Nazarın kalpleri yaktığı demde
Dilin hale sukut ettiği,
Kalbin sonsuza meylettiği yerdeyim
Elemin merkezindeyim ey Yâr, melâlin gölgesinde,
Bekleyişler arefesindeyim


Söyle ey Yâr!
Hüznümü Sana nasıl arzetmeliyim?
İçinde Sen geçen cümleleri ezber mi etmeliyim?
Derdi heybeme yükleyip yitik diyarlara mı gitmeliyim?
Hasretini sabırla bertaraf mı etmeli;
Yoksa bu hasrete şükrü mü öğretmeliyim?
Söyle ey Yâr!

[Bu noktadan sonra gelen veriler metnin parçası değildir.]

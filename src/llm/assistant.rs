//! Assistant wrapper: prompt rendering plus a fixed degradation path

use super::prompt::PromptTemplate;
use super::provider::CompletionProvider;

/// Returned whenever the provider call fails, regardless of cause
pub const FALLBACK_RESPONSE: &str = "I apologize, but I'm having trouble processing your request right now. Please try again later.";

/// Wraps a completion provider and a prompt template
pub struct Assistant {
    provider: Box<dyn CompletionProvider>,
    prompt: PromptTemplate,
}

impl Assistant {
    /// Create an assistant with the default prompt template
    pub fn new(provider: Box<dyn CompletionProvider>) -> Self {
        Self {
            provider,
            prompt: PromptTemplate::default(),
        }
    }

    /// Replace the prompt template (builder pattern)
    pub fn with_prompt(mut self, prompt: PromptTemplate) -> Self {
        self.prompt = prompt;
        self
    }

    /// Get a response for the user's question
    ///
    /// Renders the question into the prompt template, calls the provider and
    /// trims the result. Any provider error is printed and swallowed; the
    /// fixed apology string is returned instead. Callers never see a failure.
    pub async fn respond(&self, question: &str) -> String {
        let prompt = self.prompt.render(question);

        match self.provider.complete(&prompt).await {
            Ok(text) => text.trim().to_string(),
            Err(e) => {
                eprintln!("Error getting LLM response: {}", e);
                FALLBACK_RESPONSE.to_string()
            }
        }
    }
}
//! Schema creation, run once at startup

use deadpool_postgres::Pool;

use crate::store::error::Result;

/// Tables and indexes required by the chat store
///
/// Identifiers are generated client-side as UUIDv4, so no extension is
/// needed for defaults. The UNIQUE constraint on email is what turns a
/// duplicate registration into a clean 400 instead of a second row.
const SCHEMA_SQL: &str = "
CREATE TABLE IF NOT EXISTS users (
    id UUID PRIMARY KEY,
    email TEXT NOT NULL UNIQUE,
    name TEXT,
    role TEXT NOT NULL DEFAULT 'user',
    password_hash TEXT NOT NULL,
    created_at TIMESTAMPTZ NOT NULL DEFAULT now()
);

CREATE TABLE IF NOT EXISTS messages (
    id UUID PRIMARY KEY,
    content TEXT NOT NULL,
    sender TEXT NOT NULL,
    user_id UUID NOT NULL,
    created_at TIMESTAMPTZ NOT NULL DEFAULT now()
);

CREATE INDEX IF NOT EXISTS messages_user_created_idx
    ON messages (user_id, created_at);
";

/// Create the chat store tables if they do not exist yet
pub async fn migrate(pool: &Pool) -> Result<()> {
    let conn = pool.get().await?;
    conn.batch_execute(SCHEMA_SQL).await?;
    Ok(())
}
// Route definitions and handlers

use std::convert::Infallible;
use std::sync::Arc;

use uuid::Uuid;
use warp::Filter;

use crate::handlers;
use crate::llm::Assistant;
use crate::store::ChatStore;

fn with_store(
    store: ChatStore,
) -> impl Filter<Extract = (ChatStore,), Error = Infallible> + Clone {
    warp::any().map(move || store.clone())
}

fn with_assistant(
    assistant: Arc<Assistant>,
) -> impl Filter<Extract = (Arc<Assistant>,), Error = Infallible> + Clone {
    warp::any().map(move || assistant.clone())
}

pub fn configure_routes(
    store: ChatStore,
    assistant: Arc<Assistant>,
    frontend_origin: &str,
) -> impl Filter<Extract = impl warp::Reply, Error = warp::Rejection> + Clone {
    // GET /
    let root = warp::path::end()
        .and(warp::get())
        .and_then(handlers::root_handler);

    // POST /register
    let register = warp::path("register")
        .and(warp::path::end())
        .and(warp::post())
        .and(warp::body::json())
        .and(with_store(store.clone()))
        .and_then(handlers::register_handler);

    // POST /login
    let login = warp::path("login")
        .and(warp::path::end())
        .and(warp::post())
        .and(warp::body::json())
        .and(with_store(store.clone()))
        .and_then(handlers::login_handler);

    let api = warp::path("api");

    // POST /api/login (hardcoded demo credential)
    let api_login = api
        .and(warp::path("login"))
        .and(warp::path::end())
        .and(warp::post())
        .and(warp::body::json())
        .and_then(handlers::api_login_handler);

    // POST /api/chat
    let chat = api
        .and(warp::path("chat"))
        .and(warp::path::end())
        .and(warp::post())
        .and(warp::body::json())
        .and(with_store(store.clone()))
        .and(with_assistant(assistant))
        .and_then(handlers::chat_handler);

    // GET /api/chat/history/{userId}
    let history = api
        .and(warp::path("chat"))
        .and(warp::path("history"))
        .and(warp::path::param::<Uuid>())
        .and(warp::path::end())
        .and(warp::get())
        .and(with_store(store))
        .and_then(handlers::history_handler);

    // CORS restricted to the configured frontend origin
    let cors = warp::cors()
        .allow_origin(frontend_origin)
        .allow_methods(vec!["GET", "POST"])
        .allow_headers(vec!["content-type"]);

    // Combine routes
    root.or(register)
        .or(login)
        .or(api_login)
        .or(chat)
        .or(history)
        .with(cors)
}
//! Row types for the chat store

use chrono::{DateTime, Utc};
use serde::{Deserialize, Serialize};
use uuid::Uuid;

use crate::models::Sender;

/// A registered user row
///
/// The password hash never leaves the process: it is skipped during
/// serialization so a `User` can be returned from a handler directly.
#[derive(Debug, Clone, Serialize)]
pub struct User {
    pub id: Uuid,
    pub email: String,
    pub name: Option<String>,
    pub role: String,
    #[serde(skip_serializing)]
    pub password_hash: String,
    pub created_at: DateTime<Utc>,
}

/// Input for creating a user
#[derive(Debug, Clone)]
pub struct NewUser {
    pub email: String,
    pub name: Option<String>,
    pub password_hash: String,
}

/// A stored chat message row
#[derive(Debug, Clone, PartialEq, Serialize, Deserialize)]
pub struct StoredMessage {
    pub id: Uuid,
    pub content: String,
    pub sender: Sender,
    pub user_id: Uuid,
    pub created_at: DateTime<Utc>,
}

/// Input for creating a message
#[derive(Debug, Clone)]
pub struct NewMessage {
    pub content: String,
    pub sender: Sender,
    pub user_id: Uuid,
}

#[cfg(test)]
mod tests {
    use super::*;

    #[test]
    fn test_user_serialization_skips_password_hash() {
        let user = User {
            id: Uuid::new_v4(),
            email: "a@example.com".to_string(),
            name: Some("Alice".to_string()),
            role: "user".to_string(),
            password_hash: "$2b$12$secret".to_string(),
            created_at: Utc::now(),
        };
        let serialized = serde_json::to_string(&user).unwrap();
        assert!(serialized.contains("a@example.com"));
        assert!(!serialized.contains("password_hash"));
        assert!(!serialized.contains("secret"));
    }

    #[test]
    fn test_stored_message_serialization() {
        let message = StoredMessage {
            id: Uuid::new_v4(),
            content: "Hello".to_string(),
            sender: Sender::User,
            user_id: Uuid::new_v4(),
            created_at: Utc::now(),
        };
        let value: serde_json::Value =
            serde_json::from_str(&serde_json::to_string(&message).unwrap()).unwrap();
        assert_eq!(value["content"], "Hello");
        assert_eq!(value["sender"], "user");

        let round_trip: StoredMessage =
            serde_json::from_value(value).unwrap();
        assert_eq!(round_trip, message);
    }
}
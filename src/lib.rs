// HTTP server modules
pub mod config;
pub mod handlers;
pub mod models;
pub mod routes;

// Postgres-backed chat store
pub mod store;

// LLM abstraction layer
pub mod llm;
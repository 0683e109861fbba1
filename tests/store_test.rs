mod common;

use std::time::Duration;

use supplier_chat::models::Sender;
use supplier_chat::store::{ChatStore, Error, NewMessage, NewUser, StoreConfig};
use testcontainers::clients::Cli;
use uuid::Uuid;

async fn setup_store(host_port: u16) -> ChatStore {
    let connection_string = common::build_connection_string("127.0.0.1", host_port);

    let config = StoreConfig::from_connection_string(&connection_string)
        .expect("Failed to create config from connection string");

    let store = ChatStore::new(config)
        .await
        .expect("Failed to create chat store");

    store.migrate().await.expect("Failed to run migration");

    store
}

fn new_user(email: &str) -> NewUser {
    NewUser {
        email: email.to_string(),
        name: None,
        password_hash: "$2b$12$not-a-real-hash".to_string(),
    }
}

#[tokio::test]
async fn test_create_user_and_lookup() {
    let docker = Cli::default();
    let container = docker.run(common::create_postgres_container());
    let store = setup_store(container.get_host_port_ipv4(common::POSTGRES_PORT)).await;

    let created = store
        .create_user(NewUser {
            email: "alice@example.com".to_string(),
            name: Some("Alice".to_string()),
            password_hash: "$2b$12$not-a-real-hash".to_string(),
        })
        .await
        .expect("Failed to create user");

    assert_eq!(created.email, "alice@example.com");
    assert_eq!(created.name.as_deref(), Some("Alice"));
    assert_eq!(created.role, "user");

    let found = store
        .get_user_by_email("alice@example.com")
        .await
        .expect("Lookup failed")
        .expect("User should exist");
    assert_eq!(found.id, created.id);

    let missing = store
        .get_user_by_email("nobody@example.com")
        .await
        .expect("Lookup failed");
    assert!(missing.is_none());
}

#[tokio::test]
async fn test_duplicate_registration_rejected() {
    let docker = Cli::default();
    let container = docker.run(common::create_postgres_container());
    let store = setup_store(container.get_host_port_ipv4(common::POSTGRES_PORT)).await;

    store
        .create_user(new_user("bob@example.com"))
        .await
        .expect("First registration should succeed");

    let second = store.create_user(new_user("bob@example.com")).await;
    assert!(matches!(second, Err(Error::DuplicateEmail(ref email)) if email == "bob@example.com"));
}

#[tokio::test]
async fn test_chat_turn_writes_user_and_bot_rows() {
    let docker = Cli::default();
    let container = docker.run(common::create_postgres_container());
    let store = setup_store(container.get_host_port_ipv4(common::POSTGRES_PORT)).await;

    let user_id = Uuid::new_v4();

    store
        .insert_message(NewMessage {
            content: "What suppliers carry widgets?".to_string(),
            sender: Sender::User,
            user_id,
        })
        .await
        .expect("Failed to insert user message");

    store
        .insert_message(NewMessage {
            content: "Acme and Globex both stock widgets.".to_string(),
            sender: Sender::Bot,
            user_id,
        })
        .await
        .expect("Failed to insert bot message");

    let history = store.get_history(user_id).await.expect("History failed");
    assert_eq!(history.len(), 2);
    assert_eq!(history[0].sender, Sender::User);
    assert_eq!(history[1].sender, Sender::Bot);
    assert!(history.iter().all(|m| m.user_id == user_id));
}

#[tokio::test]
async fn test_history_is_ordered_by_creation_time() {
    let docker = Cli::default();
    let container = docker.run(common::create_postgres_container());
    let store = setup_store(container.get_host_port_ipv4(common::POSTGRES_PORT)).await;

    let user_id = Uuid::new_v4();

    for i in 0..5 {
        store
            .insert_message(NewMessage {
                content: format!("message {}", i),
                sender: if i % 2 == 0 { Sender::User } else { Sender::Bot },
                user_id,
            })
            .await
            .expect("Failed to insert message");

        // Keep created_at strictly increasing so ordering is observable
        tokio::time::sleep(Duration::from_millis(10)).await;
    }

    let history = store.get_history(user_id).await.expect("History failed");
    assert_eq!(history.len(), 5);

    for pair in history.windows(2) {
        assert!(pair[0].created_at <= pair[1].created_at);
    }
    for (i, message) in history.iter().enumerate() {
        assert_eq!(message.content, format!("message {}", i));
    }
}

#[tokio::test]
async fn test_history_scoped_to_user() {
    let docker = Cli::default();
    let container = docker.run(common::create_postgres_container());
    let store = setup_store(container.get_host_port_ipv4(common::POSTGRES_PORT)).await;

    let first_user = Uuid::new_v4();
    let second_user = Uuid::new_v4();

    store
        .insert_message(NewMessage {
            content: "first user's message".to_string(),
            sender: Sender::User,
            user_id: first_user,
        })
        .await
        .expect("Failed to insert message");

    store
        .insert_message(NewMessage {
            content: "second user's message".to_string(),
            sender: Sender::User,
            user_id: second_user,
        })
        .await
        .expect("Failed to insert message");

    let history = store.get_history(first_user).await.expect("History failed");
    assert_eq!(history.len(), 1);
    assert_eq!(history[0].content, "first user's message");

    let empty = store.get_history(Uuid::new_v4()).await.expect("History failed");
    assert!(empty.is_empty());
}

#[tokio::test]
async fn test_migrate_is_idempotent() {
    let docker = Cli::default();
    let container = docker.run(common::create_postgres_container());
    let store = setup_store(container.get_host_port_ipv4(common::POSTGRES_PORT)).await;

    // Running the migration again must not fail or clobber data
    store
        .create_user(new_user("carol@example.com"))
        .await
        .expect("Failed to create user");

    store.migrate().await.expect("Second migration failed");

    let found = store
        .get_user_by_email("carol@example.com")
        .await
        .expect("Lookup failed");
    assert!(found.is_some());
}
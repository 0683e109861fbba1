// Handlers module

pub mod auth;
pub mod chat;

use std::convert::Infallible;

use warp::http::StatusCode;

pub use auth::{api_login_handler, login_handler, register_handler};
pub use chat::{chat_handler, history_handler};

/// GET / handler
pub async fn root_handler() -> Result<impl warp::Reply, Infallible> {
    Ok(warp::reply::json(&serde_json::json!({
        "message": "Welcome to the API"
    })))
}

/// Build a `{"detail": ...}` reply with the given status
pub(crate) fn detail_reply(
    status: StatusCode,
    detail: &str,
) -> warp::reply::WithStatus<warp::reply::Json> {
    warp::reply::with_status(
        warp::reply::json(&serde_json::json!({ "detail": detail })),
        status,
    )
}
//! Prompt template with a substitution slot for the user's question

/// Placeholder substituted with the user's question
const QUESTION_SLOT: &str = "{question}";

/// Instructional skeleton wrapped around every question
const DEFAULT_TEMPLATE: &str = "\
You are a helpful AI assistant that helps users with their questions about products and suppliers.

User Question: {question}

Please provide a helpful response:
";

/// Fixed text skeleton with a `{question}` substitution slot
#[derive(Debug, Clone)]
pub struct PromptTemplate {
    template: String,
}

impl PromptTemplate {
    /// Create a template from custom text containing a `{question}` slot
    pub fn new(template: impl Into<String>) -> Self {
        Self {
            template: template.into(),
        }
    }

    /// Substitute the question into the template
    pub fn render(&self, question: &str) -> String {
        self.template.replace(QUESTION_SLOT, question)
    }
}

impl Default for PromptTemplate {
    fn default() -> Self {
        Self::new(DEFAULT_TEMPLATE)
    }
}
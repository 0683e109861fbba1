//! OpenAI chat-completions client

use async_trait::async_trait;
use reqwest::Client;
use serde::{Deserialize, Serialize};

use super::error::LlmError;
use super::provider::CompletionProvider;

/// Default chat-completions endpoint
const OPENAI_API_URL: &str = "https://api.openai.com/v1/chat/completions";

/// Client for the OpenAI chat-completions API
pub struct OpenAiClient {
    /// HTTP client for making requests
    http_client: Client,
    /// API key sent as a bearer token
    api_key: String,
    /// Model identifier sent with every request
    model: String,
    /// Endpoint URL, overridable for tests
    api_url: String,
}

#[derive(Debug, Serialize)]
struct ChatCompletionRequest<'a> {
    model: &'a str,
    messages: Vec<ChatMessage<'a>>,
}

#[derive(Debug, Serialize)]
struct ChatMessage<'a> {
    role: &'a str,
    content: &'a str,
}

#[derive(Debug, Deserialize)]
struct ChatCompletionResponse {
    choices: Vec<Choice>,
}

#[derive(Debug, Deserialize)]
struct Choice {
    message: ResponseMessage,
}

#[derive(Debug, Deserialize)]
struct ResponseMessage {
    content: Option<String>,
}

impl OpenAiClient {
    /// Create a new client
    ///
    /// # Errors
    ///
    /// Returns an error if the underlying HTTP client cannot be built.
    pub fn new(api_key: String, model: String) -> Result<Self, LlmError> {
        if api_key.is_empty() {
            return Err(LlmError::Authentication("API key is empty".to_string()));
        }

        let http_client = Client::builder()
            .connect_timeout(std::time::Duration::from_secs(5))
            .build()
            .map_err(|e| LlmError::Http {
                status: 0,
                body: format!("Failed to create HTTP client: {}", e),
            })?;

        Ok(Self {
            http_client,
            api_key,
            model,
            api_url: OPENAI_API_URL.to_string(),
        })
    }

    /// Point the client at a different endpoint (builder pattern)
    pub fn with_api_url(mut self, api_url: impl Into<String>) -> Self {
        self.api_url = api_url.into();
        self
    }
}

#[async_trait]
impl CompletionProvider for OpenAiClient {
    async fn complete(&self, prompt: &str) -> Result<String, LlmError> {
        let request = ChatCompletionRequest {
            model: &self.model,
            messages: vec![ChatMessage {
                role: "user",
                content: prompt,
            }],
        };

        let response = self
            .http_client
            .post(&self.api_url)
            .header("Authorization", format!("Bearer {}", self.api_key))
            .header("Content-Type", "application/json")
            .json(&request)
            .send()
            .await?;

        // Check status
        let status = response.status();
        if !status.is_success() {
            let body = response.text().await.unwrap_or_else(|_| String::new());
            return Err(LlmError::Http {
                status: status.as_u16(),
                body,
            });
        }

        let completion: ChatCompletionResponse = response.json().await?;
        completion
            .choices
            .into_iter()
            .next()
            .and_then(|choice| choice.message.content)
            .ok_or(LlmError::EmptyCompletion)
    }
}
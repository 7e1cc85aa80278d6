//! Edit reports emitted by tour mutations.

use super::NodeId;

/// What a [`Tour`](super::Tour) mutation changed.
///
/// Every mutating method of [`Tour`](super::Tour) returns one of these. The caller hands
/// it to [`CostDelegate::on_tour_edited`](crate::cost::CostDelegate::on_tour_edited)
/// so that the delegate can refresh its cached values. `None` neighbours
/// stand for the start or the end of the tour.
#[derive(Debug, Clone, PartialEq)]
pub enum TourEdit {
    /// `node` was inserted between `pred` and `succ`.
    NodeInserted {
        pred: Option<NodeId>,
        node: NodeId,
        succ: Option<NodeId>,
    },
    /// `node` was removed from between `pred` and `succ`.
    NodeRemoved {
        pred: Option<NodeId>,
        node: NodeId,
        succ: Option<NodeId>,
    },
    /// `previous` was replaced by `node`.
    NodeReplaced {
        pred: Option<NodeId>,
        previous: NodeId,
        node: NodeId,
        succ: Option<NodeId>,
    },
    /// `first` and `second` exchanged places; `first` was visited first and
    /// `pred` was its predecessor.
    NodesSwapped {
        pred: Option<NodeId>,
        first: NodeId,
        second: NodeId,
    },
    /// `node` was moved; `former_pred` was its predecessor before the move.
    NodeShifted {
        node: NodeId,
        former_pred: Option<NodeId>,
        forward: bool,
    },
    /// The consecutive nodes in `removed` were taken out from between `pred` and `succ`.
    SubtourRemoved {
        pred: Option<NodeId>,
        removed: Vec<NodeId>,
        succ: Option<NodeId>,
    },
    /// The segment from `first` to `last` was reversed in place.
    SubtourReversed {
        pred: Option<NodeId>,
        first: NodeId,
        last: NodeId,
        succ: Option<NodeId>,
    },
    /// The nodes of `inserted` were inserted in order between `pred` and `succ`.
    TourInserted {
        pred: Option<NodeId>,
        inserted: Vec<NodeId>,
        succ: Option<NodeId>,
    },
    /// Every node up to and including `node` is now frozen.
    NodeFrozen { node: NodeId },
}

Seni nasıl yâd etmeliyim?
Lâl değmeli dilime belki,
Yüreğime Seni söyletmeliyim


Tahammülün bittiği noktadayım ey Yâr!
Izdırabın bamtelini yokladığı demde
Çarenin çaresizliğe biat ettiği
Gam fırtınasının en sert estiği yerdeyim
Kederdeyim ey Yâr!
Güneşin unutulduğu, yıldızların tutulduğu,
Işığını Seninle yitirmiş
Zulmet ülkesindeyim


Şimdi Sen söyle ey Yâr!
Ruh hicrete götürmez mi bedeni?
Korkunun ellerinden tutmaz mı ümit?
Sevgin bitkin bir yolcuya kuvvet olmaz mı?
Sahralar yorgun adımlarla da aşılamaz mı?
Tâkatin bittiği yerde Yâr yetişmez mi?
Nâçârım diye inlesem cevap gelmez mi?
Hem gözyaşı ki en sağlam setleri dahi yıkmaz mı?
Acılar ruhlarda iz bırakmaz mı?
Serden geçen Yâre ulaşamaz mı?
Nasıl anlatayım sevdamı başka?
Mürekkep ağlamadan kalem konuşamaz mı?
Eksik satırlarla merâm anlatılamaz mı?


Sen söyle ey Yâr!
Bu kalpte bu aşk ebeden kalamaz mı?
Gözlerim tebessümünden bir nebze alamaz mı?
Kendini yitiren ey Yâr Seni bulamaz mı?